If this sounds like an unpaid “Got Milk” endorsement, in some ways it is. Dairy is in the 23-year-old nutrition major’s blood. In 1904, her great-grandfather bought a dairy farm 10 miles south of the Canadian border and her family has been operating it ever since.
Purrier grew up milking 30 dairy cows each morning at 5:30, before showering and heading to school. Her other farm chores included tossing 40-pound bales of hay and raising two pigs.

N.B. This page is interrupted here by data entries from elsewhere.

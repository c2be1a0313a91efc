use std::ops::{Deref, DerefMut};

use actix_web::dev::Payload;
use actix_web::{FromRequest, HttpRequest};
use bytes::BytesMut;
use futures_util::StreamExt;
use serde::de::DeserializeOwned;
use serde_json::Error as JsonError;
use tracing::{debug, warn};

use crate::error::AppError;

/// Upper bound on a JSON request body.
pub const MAX_BODY_BYTES: usize = 256 * 1024;

const INVALID_BODY: &str = "Invalid request body";

/// JSON body extractor whose failures render as the standard envelope
/// (400, `message: "Invalid request body"`, `error: <reason>`).
///
/// An empty body is read as `{}`, so routes that validate their own fields
/// answer a bodiless request with their own message.
#[derive(Debug)]
pub struct ValidatedJson<T>(pub T);

impl<T> ValidatedJson<T> {
    /// Extract the inner value from the ValidatedJson wrapper
    pub fn into_inner(self) -> T {
        self.0
    }
}

impl<T> Deref for ValidatedJson<T> {
    type Target = T;

    fn deref(&self) -> &Self::Target {
        &self.0
    }
}

impl<T> DerefMut for ValidatedJson<T> {
    fn deref_mut(&mut self) -> &mut Self::Target {
        &mut self.0
    }
}

impl<T> FromRequest for ValidatedJson<T>
where
    T: DeserializeOwned + 'static,
{
    type Error = AppError;
    type Future = std::pin::Pin<Box<dyn std::future::Future<Output = Result<Self, Self::Error>>>>;

    fn from_request(_req: &HttpRequest, payload: &mut Payload) -> Self::Future {
        let mut payload = payload.take();

        Box::pin(async move {
            let mut body = BytesMut::new();
            while let Some(chunk) = payload.next().await {
                let chunk = chunk.map_err(|e| {
                    warn!(error = %e, "Failed to read request body chunk");
                    AppError::bad_request_with_detail(INVALID_BODY, "Failed to read request body")
                })?;
                if body.len() + chunk.len() > MAX_BODY_BYTES {
                    return Err(AppError::bad_request_with_detail(
                        INVALID_BODY,
                        format!("Body exceeds {MAX_BODY_BYTES} bytes"),
                    ));
                }
                body.extend_from_slice(&chunk);
            }

            let raw: &[u8] = if body.iter().all(u8::is_ascii_whitespace) {
                b"{}"
            } else {
                &body
            };

            let parsed = serde_json::from_slice::<T>(raw).map_err(|e| {
                debug!(error = %e, body_size = body.len(), "JSON parsing failed");
                AppError::bad_request_with_detail(INVALID_BODY, classify_json_error(&e))
            })?;

            Ok(ValidatedJson(parsed))
        })
    }
}

/// Classify serde_json::Error and return a sanitized error message
fn classify_json_error(error: &JsonError) -> String {
    match error.classify() {
        serde_json::error::Category::Syntax => {
            let line = error.line();
            format!("Invalid JSON at line {line}")
        }
        serde_json::error::Category::Eof => "Invalid JSON: unexpected end of input".to_string(),
        serde_json::error::Category::Data => {
            "Invalid JSON: wrong types for one or more fields".to_string()
        }
        serde_json::error::Category::Io => "Invalid JSON: I/O error while reading body".to_string(),
    }
}
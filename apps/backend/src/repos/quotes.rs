//! Quote repository functions for domain layer (generic over ConnectionTrait).

use sea_orm::{ConnectionTrait, TransactionTrait};
use serde_json::{Map, Value};

use super::render_document;
use crate::adapters::quotes_sea::{self as quotes_adapter, QuoteCreate, QuoteUpdate};
use crate::errors::domain::DomainError;

/// Quote domain model
#[derive(Debug, Clone, PartialEq)]
pub struct Quote {
    pub id: String,
    pub name: Option<String>,
    pub quote: Option<String>,
    pub document: Value,
}

impl Quote {
    pub fn rendered(&self) -> Value {
        render_document(&self.id, &self.document, &[])
    }
}

/// Result of deleting by name.
#[derive(Debug, Clone, Copy, PartialEq, Eq)]
pub enum DeleteOutcome {
    Deleted,
    NothingToDelete,
}

pub async fn list_quotes<C: ConnectionTrait + Send + Sync>(
    conn: &C,
) -> Result<Vec<Quote>, DomainError> {
    let quotes = quotes_adapter::list_quotes(conn).await?;
    Ok(quotes.into_iter().map(Quote::from).collect())
}

pub async fn create_quote<C: ConnectionTrait + Send + Sync>(
    conn: &C,
    document: Map<String, Value>,
) -> Result<Quote, DomainError> {
    let quote = quotes_adapter::insert_quote(conn, QuoteCreate::from_document(document)).await?;
    Ok(Quote::from(quote))
}

/// Update the first quote named `name`, or insert a new one if none exists.
///
/// On insert the quote is named after `name` unless `update.name` says
/// otherwise. Runs in one transaction so a concurrent upsert of the same
/// name cannot interleave between the lookup and the write.
pub async fn upsert_quote_by_name<C: TransactionTrait + Send + Sync>(
    conn: &C,
    name: &str,
    update: QuoteUpdate,
) -> Result<Quote, DomainError> {
    let txn = conn.begin().await?;

    let quote = match quotes_adapter::find_quote_by_name(&txn, name).await? {
        Some(existing) => quotes_adapter::update_quote(&txn, existing, update).await?,
        None => {
            let name = update.name.unwrap_or_else(|| name.to_string());
            let mut document = Map::new();
            document.insert("name".to_string(), Value::String(name.clone()));
            if let Some(quote) = &update.quote {
                document.insert("quote".to_string(), Value::String(quote.clone()));
            }
            quotes_adapter::insert_quote(
                &txn,
                QuoteCreate {
                    name: Some(name),
                    quote: update.quote,
                    document,
                },
            )
            .await?
        }
    };

    txn.commit().await?;
    Ok(Quote::from(quote))
}

/// Delete the first quote named `name`.
pub async fn delete_quote_by_name<C: TransactionTrait + Send + Sync>(
    conn: &C,
    name: &str,
) -> Result<DeleteOutcome, DomainError> {
    let txn = conn.begin().await?;

    let outcome = match quotes_adapter::find_quote_by_name(&txn, name).await? {
        Some(existing) => match quotes_adapter::delete_quote(&txn, &existing.id).await? {
            0 => DeleteOutcome::NothingToDelete,
            _ => DeleteOutcome::Deleted,
        },
        None => DeleteOutcome::NothingToDelete,
    };

    txn.commit().await?;
    Ok(outcome)
}

impl From<crate::entities::quotes::Model> for Quote {
    fn from(model: crate::entities::quotes::Model) -> Self {
        Self {
            id: model.id,
            name: model.name,
            quote: model.quote,
            document: model.document,
        }
    }
}
use actix_http::Request;
use actix_web::body::BoxBody;
use actix_web::dev::{Service, ServiceResponse};
use actix_web::{test, web, App, Error};
use quotes_backend::middleware::request_trace::RequestTrace;
use quotes_backend::middleware::structured_logger::StructuredLogger;
use quotes_backend::middleware::trace_span::TraceSpan;
use quotes_backend::routes;
use quotes_backend::state::app_state::AppState;
use quotes_backend::AppError;

/// Type alias for route configuration functions
type RouteConfigFn = Box<dyn Fn(&mut web::ServiceConfig) + Send + Sync>;

/// Builder for creating test Actix service instances
pub struct TestAppBuilder {
    state: AppState,
    route_config: Option<RouteConfigFn>,
}

impl TestAppBuilder {
    pub fn new(state: AppState) -> Self {
        Self {
            state,
            route_config: None,
        }
    }

    /// Use the exact route table `main.rs` serves.
    pub fn with_prod_routes(mut self) -> Self {
        self.route_config = Some(Box::new(routes::configure) as RouteConfigFn);
        self
    }

    /// Build the test service with the production middleware stack.
    pub async fn build(
        self,
    ) -> Result<impl Service<Request, Response = ServiceResponse<BoxBody>, Error = Error>, AppError>
    {
        let data = web::Data::new(self.state);
        let route_config = self.route_config;

        let service = test::init_service(
            App::new()
                .wrap(StructuredLogger)
                .wrap(TraceSpan)
                .wrap(RequestTrace)
                .app_data(data)
                .configure(move |cfg| {
                    if let Some(config_fn) = &route_config {
                        config_fn(cfg);
                    }
                }),
        )
        .await;

        Ok(service)
    }
}

pub fn create_test_app(state: AppState) -> TestAppBuilder {
    TestAppBuilder::new(state)
}
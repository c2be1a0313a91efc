#![deny(clippy::wildcard_imports)]
#![cfg_attr(test, allow(clippy::wildcard_imports))]

pub mod adapters;
pub mod auth;
pub mod config;
pub mod entities;
pub mod error;
pub mod errors;
pub mod extractors;
pub mod http;
pub mod infra;
pub mod middleware;
pub mod repos;
pub mod routes;
pub mod services;
pub mod state;
pub mod telemetry;
pub mod trace_ctx;

// Re-exports for public API
pub use auth::jwt::{mint_access_token, verify_access_token, Claims, Identity};
pub use config::app::{AppConfig, RuntimeEnv};
pub use error::AppError;
pub use extractors::auth_token::AuthToken;
pub use extractors::current_identity::CurrentIdentity;
pub use http::envelope::ApiResponse;
pub use infra::db::{bootstrap_db, connect_db};
pub use middleware::auth_gate::AuthGate;
pub use middleware::request_trace::RequestTrace;
pub use middleware::structured_logger::StructuredLogger;
pub use middleware::trace_span::TraceSpan;
pub use state::app_state::AppState;
pub use state::security_config::SecurityConfig;

// Auto-initialize logging for unit tests
#[cfg(test)]
#[ctor::ctor]
fn init_test_logging() {
    backend_test_support::logging::init();
}
use sea_orm_migration::prelude::*;
use sea_orm_migration::sea_query::{ColumnDef, Index, Table};

#[derive(DeriveMigrationName)]
pub struct Migration;

// ----- Iden enums for tables & columns -----
#[derive(Iden)]
enum Users {
    Table,
    Id,
    Username,
    Password,
    Document,
    CreatedAt,
}

#[derive(Iden)]
enum Quotes {
    Table,
    Id,
    Name,
    Quote,
    Document,
    CreatedAt,
    UpdatedAt,
}

#[async_trait::async_trait]
impl MigrationTrait for Migration {
    async fn up(&self, manager: &SchemaManager) -> Result<(), DbErr> {
        // users
        manager
            .create_table(
                Table::create()
                    .table(Users::Table)
                    .if_not_exists()
                    .col(
                        ColumnDef::new(Users::Id)
                            .string_len(36)
                            .not_null()
                            .primary_key(),
                    )
                    .col(ColumnDef::new(Users::Username).string().null())
                    .col(ColumnDef::new(Users::Password).string().null())
                    .col(ColumnDef::new(Users::Document).json().not_null())
                    .col(
                        ColumnDef::new(Users::CreatedAt)
                            .timestamp_with_time_zone()
                            .not_null(),
                    )
                    .to_owned(),
            )
            .await?;

        // Login looks users up by username; uniqueness is not enforced.
        manager
            .create_index(
                Index::create()
                    .if_not_exists()
                    .name("idx_users_username")
                    .table(Users::Table)
                    .col(Users::Username)
                    .to_owned(),
            )
            .await?;

        // quotes
        manager
            .create_table(
                Table::create()
                    .table(Quotes::Table)
                    .if_not_exists()
                    .col(
                        ColumnDef::new(Quotes::Id)
                            .string_len(36)
                            .not_null()
                            .primary_key(),
                    )
                    .col(ColumnDef::new(Quotes::Name).string().null())
                    .col(ColumnDef::new(Quotes::Quote).text().null())
                    .col(ColumnDef::new(Quotes::Document).json().not_null())
                    .col(
                        ColumnDef::new(Quotes::CreatedAt)
                            .timestamp_with_time_zone()
                            .not_null(),
                    )
                    .col(
                        ColumnDef::new(Quotes::UpdatedAt)
                            .timestamp_with_time_zone()
                            .not_null(),
                    )
                    .to_owned(),
            )
            .await?;

        manager
            .create_index(
                Index::create()
                    .if_not_exists()
                    .name("idx_quotes_name")
                    .table(Quotes::Table)
                    .col(Quotes::Name)
                    .to_owned(),
            )
            .await?;

        Ok(())
    }

    async fn down(&self, manager: &SchemaManager) -> Result<(), DbErr> {
        manager
            .drop_table(Table::drop().table(Quotes::Table).if_exists().to_owned())
            .await?;
        manager
            .drop_table(Table::drop().table(Users::Table).if_exists().to_owned())
            .await?;
        Ok(())
    }
}
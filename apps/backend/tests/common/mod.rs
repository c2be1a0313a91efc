#![allow(dead_code)]

// tests/common/mod.rs
use actix_http::Request;
use actix_web::body::BoxBody;
use actix_web::dev::{Service, ServiceResponse};
use actix_web::http::StatusCode;
use actix_web::test;
use serde_json::Value;

// Logging is auto-installed for every test binary that declares `mod common;`
#[ctor::ctor]
fn init_logging() {
    backend_test_support::logging::init();
}

/// Call the service and decode the JSON envelope.
pub async fn send<S>(app: &S, req: Request) -> (StatusCode, Value)
where
    S: Service<Request, Response = ServiceResponse<BoxBody>, Error = actix_web::Error>,
{
    let resp = test::call_service(app, req).await;
    let status = resp.status();
    let body: Value = test::read_body_json(resp).await;
    (status, body)
}

/// Assert the fixed gate rejection: 401, `ok: false`, fixed message, nothing else.
pub fn assert_unauthorized(status: StatusCode, body: &Value) {
    assert_eq!(status, StatusCode::UNAUTHORIZED, "body: {body}");
    assert_eq!(body["ok"], false);
    assert_eq!(body["message"], "User is not authorized");
    assert!(body.get("data").is_none());
}
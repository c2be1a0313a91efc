use std::time::SystemTime;

use actix_web::http::StatusCode;
use actix_web::{web, HttpResponse, Result};
use serde::Deserialize;
use serde_json::{Map, Value};

use crate::error::AppError;
use crate::extractors::validated_json::ValidatedJson;
use crate::http::envelope::ApiResponse;
use crate::services::users;
use crate::state::app_state::{require_db, AppState};

#[derive(Debug, Deserialize)]
pub struct LoginRequest {
    pub username: Option<Value>,
    pub password: Option<Value>,
}

impl LoginRequest {
    /// Both credentials, if both are strings. Anything else cannot match a
    /// stored user.
    fn credentials(self) -> Option<(String, String)> {
        match (self.username, self.password) {
            (Some(Value::String(username)), Some(Value::String(password))) => {
                Some((username, password))
            }
            _ => None,
        }
    }
}

/// Store the request body as a new user document.
async fn register(
    body: ValidatedJson<Map<String, Value>>,
    app_state: web::Data<AppState>,
) -> Result<HttpResponse, AppError> {
    let db = require_db(&app_state)?;

    users::register(body.into_inner(), db).await?;

    Ok(ApiResponse::success("Successfully created new user").respond(StatusCode::CREATED))
}

/// Exact username/password match; answers with the user document and a
/// seven-day token.
async fn login(
    body: ValidatedJson<LoginRequest>,
    app_state: web::Data<AppState>,
) -> Result<HttpResponse, AppError> {
    let Some((username, password)) = body.into_inner().credentials() else {
        return Err(AppError::invalid_credentials());
    };

    let db = require_db(&app_state)?;

    let outcome = users::login(
        &username,
        &password,
        SystemTime::now(),
        &app_state.security,
        db,
    )
    .await?;

    Ok(ApiResponse::success("Successfully login")
        .with_data(outcome.user.rendered())
        .with_token(outcome.token)
        .respond(StatusCode::OK))
}

pub fn configure_routes(cfg: &mut web::ServiceConfig) {
    cfg.service(web::resource("/register").route(web::post().to(register)))
        .service(web::resource("/login").route(web::post().to(login)));
}
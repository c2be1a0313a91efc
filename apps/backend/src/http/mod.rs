pub mod envelope;

pub use envelope::ApiResponse;
//! DTOs for users_sea adapter.

use serde_json::{Map, Value};

/// DTO for inserting a user document.
#[derive(Debug, Clone)]
pub struct UserCreate {
    pub username: Option<String>,
    pub password: Option<String>,
    pub document: Map<String, Value>,
}

impl UserCreate {
    /// Build from a registration body, lifting the lookup fields out of it.
    /// Non-string `username`/`password` values are kept in the document but
    /// can never match a login.
    pub fn from_document(document: Map<String, Value>) -> Self {
        let field = |key: &str| document.get(key).and_then(Value::as_str).map(str::to_owned);
        Self {
            username: field("username"),
            password: field("password"),
            document,
        }
    }
}
pub mod app_state;
pub mod security_config;

pub use app_state::{require_db, AppState};
pub use security_config::SecurityConfig;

She started running in eighth grade. After school, Purrier would run the Mile and a half from tiny Richford High School, touch the bottom of Canada, and then run back. She’d run through picturesque Montgomery, the covered-bridge capital of Vermont, and sometimes attack the steep 6-mile mountain road up to Jay Peak.
Through hard work, talent and toughness, she became a 10-time All-American at UNH, competing in the Mile, 3000 meter steeplechase (outdoors), and cross country.
“I think I’m different in the running community,’’ she said. “I’m just myself and feel like I have strong roots here and I’ve always felt like an outsider.”